About this task: Word for word, restate all of the data shown below.

Extracted data entries:
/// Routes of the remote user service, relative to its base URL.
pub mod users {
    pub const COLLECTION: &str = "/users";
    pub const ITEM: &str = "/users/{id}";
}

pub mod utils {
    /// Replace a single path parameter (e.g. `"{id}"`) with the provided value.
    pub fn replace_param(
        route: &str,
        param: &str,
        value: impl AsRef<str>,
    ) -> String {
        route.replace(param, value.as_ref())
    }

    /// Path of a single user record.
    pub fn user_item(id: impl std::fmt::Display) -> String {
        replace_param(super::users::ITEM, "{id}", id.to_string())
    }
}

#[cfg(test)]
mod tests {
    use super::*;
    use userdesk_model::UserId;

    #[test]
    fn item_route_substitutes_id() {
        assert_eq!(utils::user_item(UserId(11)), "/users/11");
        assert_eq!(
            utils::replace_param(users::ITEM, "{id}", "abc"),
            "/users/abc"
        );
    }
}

Written answer:
/// Routes of the remote user service, relative to its base URL.
pub mod users {
    pub const COLLECTION: &str = "/users";
    pub const ITEM: &str = "/users/{id}";
}

pub mod utils {
    /// Replace a single path parameter (e.g. `"{id}"`) with the provided value.
    pub fn replace_param(
        route: &str,
        param: &str,
        value: impl AsRef<str>,
    ) -> String {
        route.replace(param, value.as_ref())
    }

    /// Path of a single user record.
    pub fn user_item(id: impl std::fmt::Display) -> String {
        replace_param(super::users::ITEM, "{id}", id.to_string())
    }
}

#[cfg(test)]
mod tests {
    use super::*;
    use userdesk_model::UserId;

    #[test]
    fn item_route_substitutes_id() {
        assert_eq!(utils::user_item(UserId(11)), "/users/11");
        assert_eq!(
            utils::replace_param(users::ITEM, "{id}", "abc"),
            "/users/abc"
        );
    }
}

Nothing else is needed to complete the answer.